Start of Data under study

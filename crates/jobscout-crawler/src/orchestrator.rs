//! Crawl orchestrator.
//!
//! Drives one run: fetch a listing page, extract its items, complete each
//! item (detail fetch for the salary when needed), hand the records to the
//! sink in page order, then ask the [`CrawlSession`] whether to continue.

use crate::assembler::assemble;
use crate::error::{FetchError, Result};
use crate::extractor::SiteRules;
use crate::fetcher::{fetch_with_retry, Fetcher, RetryPolicy};
use crate::paginator::{CrawlSession, PageDecision, StopReason};
use crate::parser::parse_detail_salary;
use crate::sink::RecordSink;
use crate::strategy::{ExtractedItem, JobExtractor};
use chrono::{DateTime, Utc};
use futures::stream::{self, StreamExt};
use jobscout_core::{CrawlConfig, JobRecord, JobSummary, RunId};
use jobscout_llm::Usage;
use jobscout_site::SiteDefinition;
use std::sync::Arc;
use std::time::Duration;
use tracing::{debug, info, warn};
use url::Url;

/// How an item's salary was obtained.
#[derive(Debug, Clone, Copy, PartialEq, Eq)]
enum DetailStatus {
    Fetched,
    Failed,
    Skipped,
    NotNeeded,
}

struct ItemOutcome {
    record: JobRecord,
    detail: DetailStatus,
}

/// Summary of a finished run.
#[derive(Debug, Clone)]
pub struct CrawlReport {
    /// Run identifier
    pub run_id: RunId,
    /// Site that was crawled
    pub site_id: String,
    /// Extraction strategy name
    pub extractor: &'static str,
    /// When the run started
    pub started_at: DateTime<Utc>,
    /// When the run finished
    pub finished_at: DateTime<Utc>,
    /// Listing pages fetched and extracted
    pub pages_processed: u32,
    /// Continuation pages requested after the start page
    pub continuations: u32,
    /// Records handed to the sink
    pub records_written: usize,
    /// Detail pages fetched successfully
    pub details_fetched: usize,
    /// Detail fetches that failed (salary left as sentinel)
    pub details_failed: usize,
    /// Items without a usable or allowed detail link
    pub details_skipped: usize,
    /// Listing pages that could not be fetched
    pub failed_pages: Vec<FetchError>,
    /// Why pagination ended
    pub stop_reason: StopReason,
    /// Model token usage, for LLM runs
    pub llm_usage: Option<Usage>,
}

impl CrawlReport {
    fn new(run_id: RunId, site_id: &str, extractor: &'static str) -> Self {
        let now = Utc::now();
        Self {
            run_id,
            site_id: site_id.to_string(),
            extractor,
            started_at: now,
            finished_at: now,
            pages_processed: 0,
            continuations: 0,
            records_written: 0,
            details_fetched: 0,
            details_failed: 0,
            details_skipped: 0,
            failed_pages: Vec::new(),
            stop_reason: StopReason::NoNextLink,
            llm_usage: None,
        }
    }

    /// Wall-clock duration of the run.
    #[must_use]
    pub fn duration(&self) -> chrono::Duration {
        self.finished_at - self.started_at
    }

    /// The start page's fetch error, when the run never got past it.
    #[must_use]
    pub fn start_page_failure(&self) -> Option<&FetchError> {
        if self.pages_processed > 0 {
            return None;
        }
        self.failed_pages.first()
    }
}

/// Runs crawls for one site.
pub struct CrawlOrchestrator {
    site: Arc<SiteDefinition>,
    rules: Arc<SiteRules>,
    fetcher: Arc<dyn Fetcher>,
    extractor: Arc<dyn JobExtractor>,
    max_pages: u32,
    concurrent_requests: usize,
    page_delay: Duration,
    retry: RetryPolicy,
}

impl CrawlOrchestrator {
    /// Create an orchestrator with the default crawl settings.
    #[must_use]
    pub fn new(
        site: Arc<SiteDefinition>,
        rules: Arc<SiteRules>,
        fetcher: Arc<dyn Fetcher>,
        extractor: Arc<dyn JobExtractor>,
    ) -> Self {
        Self {
            site,
            rules,
            fetcher,
            extractor,
            max_pages: 0,
            concurrent_requests: 1,
            page_delay: Duration::ZERO,
            retry: RetryPolicy::none(),
        }
        .with_crawl_config(&CrawlConfig::default())
    }

    /// Apply page limit, concurrency and delay from the `[crawl]` section.
    #[must_use]
    pub fn with_crawl_config(mut self, config: &CrawlConfig) -> Self {
        self.max_pages = config.max_pages;
        self.concurrent_requests = config.concurrent_requests.max(1);
        self.page_delay = Duration::from_millis(config.page_delay_ms);
        self
    }

    /// Override the continuation limit.
    #[must_use]
    pub fn with_max_pages(mut self, max_pages: u32) -> Self {
        self.max_pages = max_pages;
        self
    }

    /// Set the retry policy for listing and detail fetches.
    #[must_use]
    pub fn with_retry_policy(mut self, retry: RetryPolicy) -> Self {
        self.retry = retry;
        self
    }

    /// Crawl from the site's start URL, writing every record to `sink`.
    ///
    /// A listing page that cannot be fetched ends pagination and is recorded
    /// in the report. `sink` is finished only when at least one listing page
    /// was processed, so a run that never got past the start page leaves
    /// existing output alone.
    ///
    /// Extraction failures end the run with an error. Records written before
    /// the failure are finished into `sink` first; when there are none, `sink`
    /// is not finished.
    pub async fn run(&self, sink: &mut dyn RecordSink) -> Result<CrawlReport> {
        let start = Url::parse(self.site.start_url()).map_err(|e| FetchError::InvalidUrl {
            url: self.site.start_url().to_string(),
            reason: e.to_string(),
        })?;

        let mut session = CrawlSession::new(self.max_pages);
        let mut report = CrawlReport::new(
            *session.run_id(),
            self.site.id().as_str(),
            self.extractor.name(),
        );

        info!(
            run_id = %report.run_id,
            site = %self.site.id(),
            extractor = report.extractor,
            max_pages = self.max_pages,
            url = %start,
            "starting crawl"
        );

        let mut current = start;
        loop {
            if session.pages_followed() > 0 && !self.page_delay.is_zero() {
                tokio::time::sleep(self.page_delay).await;
            }

            debug!(run_id = %report.run_id, page = report.pages_processed + 1, url = %current, "fetching listing page");
            let page = match fetch_with_retry(self.fetcher.as_ref(), &current, self.retry).await {
                Ok(page) => page,
                Err(error) => {
                    warn!(run_id = %report.run_id, url = %current, error = %error, "listing page failed");
                    report.failed_pages.push(error);
                    report.stop_reason = StopReason::PageFailed;
                    break;
                }
            };
            report.pages_processed += 1;

            let extraction = match self.extractor.extract_page(&page).await {
                Ok(extraction) => extraction,
                Err(error) => {
                    warn!(run_id = %report.run_id, url = %page.url, error = %error, "extraction failed");
                    if report.records_written > 0 {
                        info!(
                            run_id = %report.run_id,
                            records = report.records_written,
                            "keeping records written before the failure"
                        );
                        if let Err(finish_error) = sink.finish() {
                            warn!(error = %finish_error, "failed to finish partial output");
                        }
                    }
                    return Err(error);
                }
            };
            if extraction.items.is_empty() {
                info!(run_id = %report.run_id, url = %page.url, "no job items on page");
            }
            self.process_items(extraction.items, sink, &mut report).await?;

            match session.next_page(&page.url, extraction.next_href.as_deref(), &self.site) {
                PageDecision::Continue(next) => current = next,
                PageDecision::Stop(reason) => {
                    report.stop_reason = reason;
                    break;
                }
            }
        }

        if report.pages_processed > 0 {
            sink.finish()?;
        }

        report.continuations = session.pages_followed();
        report.llm_usage = self.extractor.usage();
        report.finished_at = Utc::now();

        info!(
            run_id = %report.run_id,
            pages = report.pages_processed,
            records = report.records_written,
            details_fetched = report.details_fetched,
            details_failed = report.details_failed,
            stop_reason = %report.stop_reason,
            "crawl finished"
        );

        Ok(report)
    }

    async fn process_items(
        &self,
        items: Vec<ExtractedItem>,
        sink: &mut dyn RecordSink,
        report: &mut CrawlReport,
    ) -> Result<()> {
        let mut outcomes = stream::iter(items.into_iter().map(|item| self.complete_item(item)))
            .buffered(self.concurrent_requests);

        while let Some(outcome) = outcomes.next().await {
            match outcome.detail {
                DetailStatus::Fetched => report.details_fetched += 1,
                DetailStatus::Failed => report.details_failed += 1,
                DetailStatus::Skipped => report.details_skipped += 1,
                DetailStatus::NotNeeded => {}
            }
            sink.write(&outcome.record)?;
            report.records_written += 1;
        }

        Ok(())
    }

    async fn complete_item(&self, item: ExtractedItem) -> ItemOutcome {
        match item {
            ExtractedItem::Complete(record) => ItemOutcome {
                record,
                detail: DetailStatus::NotNeeded,
            },
            ExtractedItem::Summary(summary) => self.complete_summary(summary).await,
        }
    }

    async fn complete_summary(&self, summary: JobSummary) -> ItemOutcome {
        if self.rules.salary.is_empty() {
            return ItemOutcome {
                record: assemble(summary, None),
                detail: DetailStatus::NotNeeded,
            };
        }

        let detail_url = Url::parse(&summary.url)
            .ok()
            .filter(|url| self.site.is_allowed(url));
        let Some(detail_url) = detail_url else {
            debug!(url = %summary.url, "no fetchable detail link, salary not listed");
            return ItemOutcome {
                record: assemble(summary, None),
                detail: DetailStatus::Skipped,
            };
        };

        match fetch_with_retry(self.fetcher.as_ref(), &detail_url, self.retry).await {
            Ok(page) => {
                let salary = parse_detail_salary(&self.rules, &page.body);
                ItemOutcome {
                    record: assemble(summary, salary),
                    detail: DetailStatus::Fetched,
                }
            }
            Err(error) => {
                warn!(url = %detail_url, error = %error, "detail fetch failed, salary not listed");
                ItemOutcome {
                    record: assemble(summary, None),
                    detail: DetailStatus::Failed,
                }
            }
        }
    }
}
//! Site definition loading from TOML files.
//!
//! Definitions live in `site-definitions/`, one file per site named
//! `<site-id>.toml`, optionally grouped into subdirectories.

use crate::{
    definition::SiteDefinition,
    error::{Result, SiteError},
};
use jobscout_core::SiteId;
use std::path::{Path, PathBuf};
use tracing::{debug, info, warn};

/// Name of the definitions directory at the workspace root.
pub const DEFINITIONS_DIR: &str = "site-definitions";

/// Loader for site definitions from TOML files.
pub struct SiteLoader {
    definitions_dir: PathBuf,
}

impl SiteLoader {
    /// Create a loader over an existing definitions directory.
    pub fn new(definitions_dir: impl Into<PathBuf>) -> Result<Self> {
        let definitions_dir = definitions_dir.into();

        if !definitions_dir.is_dir() {
            return Err(SiteError::DirectoryNotFound {
                path: definitions_dir.display().to_string(),
            });
        }

        Ok(Self { definitions_dir })
    }

    /// Create a loader using `site-definitions/` at the workspace root.
    ///
    /// Walks up from the current directory to the first `Cargo.toml` that
    /// declares a `[workspace]`, falling back to a relative path.
    pub fn with_default_dir() -> Result<Self> {
        let mut current = std::env::current_dir()?;

        loop {
            let manifest = current.join("Cargo.toml");
            if let Ok(contents) = std::fs::read_to_string(&manifest) {
                if contents.contains("[workspace]") {
                    return Self::new(current.join(DEFINITIONS_DIR));
                }
            }

            match current.parent() {
                Some(parent) => current = parent.to_path_buf(),
                None => break,
            }
        }

        Self::new(DEFINITIONS_DIR)
    }

    /// Directory this loader reads from.
    #[must_use]
    pub fn definitions_dir(&self) -> &Path {
        &self.definitions_dir
    }

    /// Load and validate a single site definition by ID.
    pub fn load(&self, site_id: &SiteId) -> Result<SiteDefinition> {
        let filename = format!("{}.toml", site_id.as_str());

        let Some(path) = find_file(&self.definitions_dir, &filename)? else {
            return Err(SiteError::NotFound {
                site_id: site_id.to_string(),
            });
        };

        let definition = load_file(&path)?;

        if definition.id() != site_id {
            return Err(SiteError::ValidationError {
                site_id: site_id.to_string(),
                reason: format!(
                    "file {} declares site id '{}'",
                    path.display(),
                    definition.id()
                ),
            });
        }

        debug!(site_id = %site_id, name = %definition.name(), "loaded site definition");

        Ok(definition)
    }

    /// Load every definition under the directory.
    ///
    /// Files that fail to parse or validate are logged and skipped.
    pub fn load_all(&self) -> Result<Vec<SiteDefinition>> {
        let mut definitions = Vec::new();
        walk_and_load(&self.definitions_dir, &mut definitions)?;

        info!(
            count = definitions.len(),
            dir = %self.definitions_dir.display(),
            "loaded site definitions"
        );

        Ok(definitions)
    }
}

/// Load and validate a definition from an explicit file path.
pub fn load_file(path: &Path) -> Result<SiteDefinition> {
    let contents = std::fs::read_to_string(path).map_err(|e| SiteError::LoadError {
        path: path.display().to_string(),
        source: Box::new(e),
    })?;

    let definition: SiteDefinition =
        toml::from_str(&contents).map_err(|e| SiteError::ParseError {
            path: path.display().to_string(),
            source: e,
        })?;

    definition.validate()?;
    Ok(definition)
}

fn walk_and_load(dir: &Path, definitions: &mut Vec<SiteDefinition>) -> Result<()> {
    let mut entries = std::fs::read_dir(dir)?
        .map(|entry| entry.map(|e| e.path()))
        .collect::<std::io::Result<Vec<_>>>()?;
    entries.sort();

    for path in entries {
        if path.is_dir() {
            walk_and_load(&path, definitions)?;
            continue;
        }

        if path.extension().and_then(|s| s.to_str()) != Some("toml") {
            continue;
        }

        match load_file(&path) {
            Ok(definition) => definitions.push(definition),
            Err(e) => {
                warn!(path = %path.display(), error = %e, "skipping site definition");
            }
        }
    }

    Ok(())
}

fn find_file(dir: &Path, filename: &str) -> Result<Option<PathBuf>> {
    for entry in std::fs::read_dir(dir)? {
        let path = entry?.path();

        if path.is_dir() {
            if let Some(found) = find_file(&path, filename)? {
                return Ok(Some(found));
            }
        } else if path.file_name().and_then(|s| s.to_str()) == Some(filename) {
            return Ok(Some(path));
        }
    }

    Ok(None)
}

End of Data under study

What to produce: Return, with no change at all, every line in the entries above from the line containing "use jobscout_site::SiteDefinition;" through the line containing "the run started".

Completed exercise:
use jobscout_site::SiteDefinition;
use std::sync::Arc;
use std::time::Duration;
use tracing::{debug, info, warn};
use url::Url;

/// How an item's salary was obtained.
#[derive(Debug, Clone, Copy, PartialEq, Eq)]
enum DetailStatus {
    Fetched,
    Failed,
    Skipped,
    NotNeeded,
}

struct ItemOutcome {
    record: JobRecord,
    detail: DetailStatus,
}

/// Summary of a finished run.
#[derive(Debug, Clone)]
pub struct CrawlReport {
    /// Run identifier
    pub run_id: RunId,
    /// Site that was crawled
    pub site_id: String,
    /// Extraction strategy name
    pub extractor: &'static str,
    /// When the run started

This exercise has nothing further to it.